## What the task requires
State the count of lines in this material that hold the string "application" and add nothing.

## Task material
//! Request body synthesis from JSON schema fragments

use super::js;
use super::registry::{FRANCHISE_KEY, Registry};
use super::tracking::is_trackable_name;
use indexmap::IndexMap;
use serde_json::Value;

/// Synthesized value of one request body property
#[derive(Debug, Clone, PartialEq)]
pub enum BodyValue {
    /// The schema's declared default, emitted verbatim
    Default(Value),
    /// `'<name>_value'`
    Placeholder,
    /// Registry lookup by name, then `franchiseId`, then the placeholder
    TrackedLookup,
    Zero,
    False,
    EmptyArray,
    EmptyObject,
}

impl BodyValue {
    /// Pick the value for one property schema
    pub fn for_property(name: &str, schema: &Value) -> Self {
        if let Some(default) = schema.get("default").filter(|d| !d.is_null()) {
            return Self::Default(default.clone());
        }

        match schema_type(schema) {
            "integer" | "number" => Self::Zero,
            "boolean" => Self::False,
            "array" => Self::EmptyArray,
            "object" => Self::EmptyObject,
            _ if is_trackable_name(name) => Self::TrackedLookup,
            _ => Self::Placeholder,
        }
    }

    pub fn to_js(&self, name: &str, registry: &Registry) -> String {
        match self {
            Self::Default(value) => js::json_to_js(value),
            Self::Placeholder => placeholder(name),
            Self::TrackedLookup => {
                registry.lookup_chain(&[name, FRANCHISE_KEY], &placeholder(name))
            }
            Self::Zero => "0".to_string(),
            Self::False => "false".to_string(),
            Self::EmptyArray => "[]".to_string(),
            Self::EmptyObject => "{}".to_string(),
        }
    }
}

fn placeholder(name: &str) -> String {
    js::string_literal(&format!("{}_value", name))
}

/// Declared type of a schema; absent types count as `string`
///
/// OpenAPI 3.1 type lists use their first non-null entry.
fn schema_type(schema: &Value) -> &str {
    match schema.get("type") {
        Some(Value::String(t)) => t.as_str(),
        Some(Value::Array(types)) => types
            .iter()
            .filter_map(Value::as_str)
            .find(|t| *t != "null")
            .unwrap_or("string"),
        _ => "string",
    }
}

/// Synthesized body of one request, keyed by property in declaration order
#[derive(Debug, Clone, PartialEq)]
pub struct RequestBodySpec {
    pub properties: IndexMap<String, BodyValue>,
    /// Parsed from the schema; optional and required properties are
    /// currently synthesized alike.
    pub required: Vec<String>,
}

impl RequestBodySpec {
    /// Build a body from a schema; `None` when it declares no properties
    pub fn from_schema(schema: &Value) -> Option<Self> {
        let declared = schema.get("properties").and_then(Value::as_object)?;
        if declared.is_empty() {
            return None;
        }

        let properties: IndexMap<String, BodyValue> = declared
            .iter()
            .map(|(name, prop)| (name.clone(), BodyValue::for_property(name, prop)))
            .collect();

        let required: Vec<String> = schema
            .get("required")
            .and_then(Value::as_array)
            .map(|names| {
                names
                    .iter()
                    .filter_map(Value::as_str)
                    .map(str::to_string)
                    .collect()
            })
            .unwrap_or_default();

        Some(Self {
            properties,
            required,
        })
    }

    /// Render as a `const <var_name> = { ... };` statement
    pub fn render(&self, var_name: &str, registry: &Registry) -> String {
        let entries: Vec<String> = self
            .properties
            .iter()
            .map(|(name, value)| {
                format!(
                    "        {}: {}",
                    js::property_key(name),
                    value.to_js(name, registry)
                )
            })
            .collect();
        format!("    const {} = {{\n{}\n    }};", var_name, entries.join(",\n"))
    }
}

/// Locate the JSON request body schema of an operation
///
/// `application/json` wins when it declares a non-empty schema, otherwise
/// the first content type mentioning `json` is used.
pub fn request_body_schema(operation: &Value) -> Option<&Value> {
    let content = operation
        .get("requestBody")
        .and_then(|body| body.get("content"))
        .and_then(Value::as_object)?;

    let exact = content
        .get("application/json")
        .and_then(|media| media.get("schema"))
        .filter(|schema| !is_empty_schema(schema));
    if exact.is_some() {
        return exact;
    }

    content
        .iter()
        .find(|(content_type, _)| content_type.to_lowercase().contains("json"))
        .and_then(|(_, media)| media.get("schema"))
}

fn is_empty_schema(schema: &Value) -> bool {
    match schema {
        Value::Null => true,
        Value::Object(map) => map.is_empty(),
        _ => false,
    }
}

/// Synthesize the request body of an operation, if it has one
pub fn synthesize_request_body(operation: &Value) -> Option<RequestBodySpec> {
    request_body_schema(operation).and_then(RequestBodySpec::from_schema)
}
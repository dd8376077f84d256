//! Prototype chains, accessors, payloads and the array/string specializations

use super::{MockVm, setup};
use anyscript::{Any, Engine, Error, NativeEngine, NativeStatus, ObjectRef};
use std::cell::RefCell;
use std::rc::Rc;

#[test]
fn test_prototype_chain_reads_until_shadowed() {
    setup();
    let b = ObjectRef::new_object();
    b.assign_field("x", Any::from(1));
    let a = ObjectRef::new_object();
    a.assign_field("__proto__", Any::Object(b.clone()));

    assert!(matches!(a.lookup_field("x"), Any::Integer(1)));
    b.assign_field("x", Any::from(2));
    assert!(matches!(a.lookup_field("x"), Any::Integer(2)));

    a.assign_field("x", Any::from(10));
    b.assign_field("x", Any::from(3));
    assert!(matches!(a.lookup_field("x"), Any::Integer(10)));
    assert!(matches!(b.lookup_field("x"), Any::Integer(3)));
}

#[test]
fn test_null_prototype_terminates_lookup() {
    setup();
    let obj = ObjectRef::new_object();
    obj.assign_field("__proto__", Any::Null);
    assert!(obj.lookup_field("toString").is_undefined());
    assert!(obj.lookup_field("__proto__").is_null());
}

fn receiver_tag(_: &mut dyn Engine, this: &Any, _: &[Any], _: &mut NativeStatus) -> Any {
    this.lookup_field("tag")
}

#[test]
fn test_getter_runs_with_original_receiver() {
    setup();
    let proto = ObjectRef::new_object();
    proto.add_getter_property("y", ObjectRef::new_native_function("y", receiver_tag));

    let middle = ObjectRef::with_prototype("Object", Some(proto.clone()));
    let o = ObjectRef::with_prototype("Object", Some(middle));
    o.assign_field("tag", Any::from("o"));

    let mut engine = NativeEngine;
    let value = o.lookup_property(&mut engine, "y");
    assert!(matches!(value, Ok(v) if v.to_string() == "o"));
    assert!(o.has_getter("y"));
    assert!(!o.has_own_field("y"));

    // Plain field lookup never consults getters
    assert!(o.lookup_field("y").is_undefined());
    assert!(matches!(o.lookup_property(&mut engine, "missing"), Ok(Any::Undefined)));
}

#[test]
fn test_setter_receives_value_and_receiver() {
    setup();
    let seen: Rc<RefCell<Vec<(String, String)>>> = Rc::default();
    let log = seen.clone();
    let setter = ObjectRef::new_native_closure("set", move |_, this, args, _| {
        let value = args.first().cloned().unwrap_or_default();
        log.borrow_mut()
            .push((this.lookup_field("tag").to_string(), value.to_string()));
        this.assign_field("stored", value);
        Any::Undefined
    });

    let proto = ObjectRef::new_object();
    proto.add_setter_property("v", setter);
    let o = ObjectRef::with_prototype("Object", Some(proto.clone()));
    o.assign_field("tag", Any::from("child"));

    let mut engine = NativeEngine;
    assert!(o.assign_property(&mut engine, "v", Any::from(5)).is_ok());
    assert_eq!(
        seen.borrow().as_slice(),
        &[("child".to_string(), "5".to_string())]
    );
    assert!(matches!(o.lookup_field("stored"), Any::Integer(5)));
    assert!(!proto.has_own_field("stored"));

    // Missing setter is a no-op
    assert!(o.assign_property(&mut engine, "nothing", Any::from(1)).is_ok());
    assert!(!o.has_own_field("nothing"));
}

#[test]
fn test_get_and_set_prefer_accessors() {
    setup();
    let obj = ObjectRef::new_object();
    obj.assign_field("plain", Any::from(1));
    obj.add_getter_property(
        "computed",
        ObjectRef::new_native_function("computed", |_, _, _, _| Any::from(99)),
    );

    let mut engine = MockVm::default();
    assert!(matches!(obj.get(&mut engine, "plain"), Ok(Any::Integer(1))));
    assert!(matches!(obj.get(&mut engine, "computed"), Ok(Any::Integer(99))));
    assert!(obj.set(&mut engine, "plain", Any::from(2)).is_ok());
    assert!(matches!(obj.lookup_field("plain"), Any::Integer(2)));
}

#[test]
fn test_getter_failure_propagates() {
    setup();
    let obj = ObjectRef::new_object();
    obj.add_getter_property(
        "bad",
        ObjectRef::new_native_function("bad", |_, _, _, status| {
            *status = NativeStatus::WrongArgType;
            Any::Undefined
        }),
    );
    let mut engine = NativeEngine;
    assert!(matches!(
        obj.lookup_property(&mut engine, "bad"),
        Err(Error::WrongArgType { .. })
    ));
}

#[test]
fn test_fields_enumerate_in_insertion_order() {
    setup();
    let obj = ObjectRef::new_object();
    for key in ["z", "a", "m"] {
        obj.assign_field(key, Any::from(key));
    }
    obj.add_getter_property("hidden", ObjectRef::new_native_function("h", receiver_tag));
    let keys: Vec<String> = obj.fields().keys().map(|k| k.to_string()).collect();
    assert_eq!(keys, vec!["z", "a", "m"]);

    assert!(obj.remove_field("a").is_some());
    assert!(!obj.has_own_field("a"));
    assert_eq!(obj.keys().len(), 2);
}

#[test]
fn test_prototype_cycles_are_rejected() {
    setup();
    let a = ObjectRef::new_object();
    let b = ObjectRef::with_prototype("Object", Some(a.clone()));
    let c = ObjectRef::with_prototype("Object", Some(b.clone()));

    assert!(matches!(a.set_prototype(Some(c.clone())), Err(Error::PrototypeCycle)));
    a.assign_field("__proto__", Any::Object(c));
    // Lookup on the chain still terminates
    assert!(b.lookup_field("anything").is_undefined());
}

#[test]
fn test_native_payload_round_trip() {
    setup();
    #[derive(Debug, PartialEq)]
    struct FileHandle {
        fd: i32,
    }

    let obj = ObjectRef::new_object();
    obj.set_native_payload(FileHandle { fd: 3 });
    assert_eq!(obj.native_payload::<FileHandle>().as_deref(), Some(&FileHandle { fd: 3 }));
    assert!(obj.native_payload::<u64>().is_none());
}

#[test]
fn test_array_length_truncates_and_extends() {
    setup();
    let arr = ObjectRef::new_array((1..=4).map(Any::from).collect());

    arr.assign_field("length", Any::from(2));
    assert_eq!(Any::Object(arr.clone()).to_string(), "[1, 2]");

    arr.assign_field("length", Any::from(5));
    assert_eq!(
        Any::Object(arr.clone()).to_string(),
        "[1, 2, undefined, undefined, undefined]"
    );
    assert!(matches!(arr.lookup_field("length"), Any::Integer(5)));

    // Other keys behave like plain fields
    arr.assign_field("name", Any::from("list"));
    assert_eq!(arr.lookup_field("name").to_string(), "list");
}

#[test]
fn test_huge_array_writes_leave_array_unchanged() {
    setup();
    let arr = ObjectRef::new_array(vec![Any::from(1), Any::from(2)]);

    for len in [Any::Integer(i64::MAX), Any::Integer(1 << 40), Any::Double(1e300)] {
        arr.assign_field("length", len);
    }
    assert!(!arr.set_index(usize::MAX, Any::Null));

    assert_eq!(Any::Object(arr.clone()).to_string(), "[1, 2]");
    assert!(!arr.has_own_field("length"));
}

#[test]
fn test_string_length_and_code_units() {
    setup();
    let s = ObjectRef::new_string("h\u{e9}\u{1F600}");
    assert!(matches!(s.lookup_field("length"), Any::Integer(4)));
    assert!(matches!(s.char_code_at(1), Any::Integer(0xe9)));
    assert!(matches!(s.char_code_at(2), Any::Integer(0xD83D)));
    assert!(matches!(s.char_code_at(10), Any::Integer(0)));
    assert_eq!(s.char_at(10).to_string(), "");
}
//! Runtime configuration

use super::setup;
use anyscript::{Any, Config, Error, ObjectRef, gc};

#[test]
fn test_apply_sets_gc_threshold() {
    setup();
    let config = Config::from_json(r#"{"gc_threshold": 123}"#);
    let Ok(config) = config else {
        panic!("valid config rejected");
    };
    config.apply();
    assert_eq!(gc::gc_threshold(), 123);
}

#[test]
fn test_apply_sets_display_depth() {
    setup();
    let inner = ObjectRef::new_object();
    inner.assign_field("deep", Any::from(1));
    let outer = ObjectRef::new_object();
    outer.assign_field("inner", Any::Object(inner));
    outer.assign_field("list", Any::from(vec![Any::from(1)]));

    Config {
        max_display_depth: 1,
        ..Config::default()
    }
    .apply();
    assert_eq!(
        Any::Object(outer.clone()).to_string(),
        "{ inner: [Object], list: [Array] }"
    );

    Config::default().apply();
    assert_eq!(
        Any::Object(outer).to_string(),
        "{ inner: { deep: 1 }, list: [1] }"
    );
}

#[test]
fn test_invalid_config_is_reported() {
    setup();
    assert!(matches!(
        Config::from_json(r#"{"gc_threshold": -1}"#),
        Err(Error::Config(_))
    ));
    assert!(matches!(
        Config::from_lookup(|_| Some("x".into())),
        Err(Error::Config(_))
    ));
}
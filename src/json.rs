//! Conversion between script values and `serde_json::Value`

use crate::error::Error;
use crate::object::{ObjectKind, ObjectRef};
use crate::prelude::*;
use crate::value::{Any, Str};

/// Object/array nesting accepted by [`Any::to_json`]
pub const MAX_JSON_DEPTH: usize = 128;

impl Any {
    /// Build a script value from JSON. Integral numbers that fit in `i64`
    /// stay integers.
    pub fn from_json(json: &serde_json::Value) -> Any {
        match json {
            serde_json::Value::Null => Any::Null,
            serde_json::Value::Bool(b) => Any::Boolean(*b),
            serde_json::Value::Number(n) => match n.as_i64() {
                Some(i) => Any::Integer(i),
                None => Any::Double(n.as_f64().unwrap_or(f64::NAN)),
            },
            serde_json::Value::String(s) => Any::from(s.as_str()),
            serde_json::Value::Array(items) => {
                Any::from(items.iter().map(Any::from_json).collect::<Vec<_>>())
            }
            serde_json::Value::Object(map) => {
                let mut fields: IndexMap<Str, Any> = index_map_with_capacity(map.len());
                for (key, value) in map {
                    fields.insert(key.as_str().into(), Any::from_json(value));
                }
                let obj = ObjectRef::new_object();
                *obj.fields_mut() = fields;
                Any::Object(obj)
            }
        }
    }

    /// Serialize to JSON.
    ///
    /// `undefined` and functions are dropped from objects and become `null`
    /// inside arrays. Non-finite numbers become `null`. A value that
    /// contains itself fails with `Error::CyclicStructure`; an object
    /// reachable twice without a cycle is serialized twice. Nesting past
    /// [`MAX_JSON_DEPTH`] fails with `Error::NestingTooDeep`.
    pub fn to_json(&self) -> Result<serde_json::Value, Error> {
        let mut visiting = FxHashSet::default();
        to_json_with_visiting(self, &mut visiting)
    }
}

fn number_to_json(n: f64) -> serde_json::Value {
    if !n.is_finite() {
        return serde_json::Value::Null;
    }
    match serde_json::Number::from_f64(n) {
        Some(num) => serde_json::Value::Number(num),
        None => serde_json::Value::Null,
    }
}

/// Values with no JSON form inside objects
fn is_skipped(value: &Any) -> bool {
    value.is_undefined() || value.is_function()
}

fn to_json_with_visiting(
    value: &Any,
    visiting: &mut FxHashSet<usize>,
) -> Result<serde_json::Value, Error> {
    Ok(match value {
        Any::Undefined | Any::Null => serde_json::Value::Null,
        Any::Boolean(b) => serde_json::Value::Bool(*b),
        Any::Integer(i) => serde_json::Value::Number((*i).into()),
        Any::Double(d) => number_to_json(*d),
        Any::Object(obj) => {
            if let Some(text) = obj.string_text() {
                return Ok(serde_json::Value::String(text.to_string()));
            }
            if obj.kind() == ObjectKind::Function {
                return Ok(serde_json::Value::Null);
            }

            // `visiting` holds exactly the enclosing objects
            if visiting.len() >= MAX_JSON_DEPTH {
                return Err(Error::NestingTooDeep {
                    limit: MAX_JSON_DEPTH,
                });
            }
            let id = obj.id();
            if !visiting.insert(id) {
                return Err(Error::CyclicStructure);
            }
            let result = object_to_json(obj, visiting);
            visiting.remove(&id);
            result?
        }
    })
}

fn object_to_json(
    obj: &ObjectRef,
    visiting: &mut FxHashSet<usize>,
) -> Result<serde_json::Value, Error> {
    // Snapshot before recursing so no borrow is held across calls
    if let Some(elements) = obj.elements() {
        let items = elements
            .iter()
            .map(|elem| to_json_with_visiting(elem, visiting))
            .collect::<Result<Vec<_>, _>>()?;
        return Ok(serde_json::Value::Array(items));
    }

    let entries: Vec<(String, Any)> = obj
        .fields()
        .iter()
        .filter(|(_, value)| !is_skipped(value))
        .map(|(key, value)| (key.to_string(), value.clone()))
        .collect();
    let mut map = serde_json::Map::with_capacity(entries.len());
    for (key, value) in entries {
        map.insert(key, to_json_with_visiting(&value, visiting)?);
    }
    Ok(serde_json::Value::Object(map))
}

## Response box
2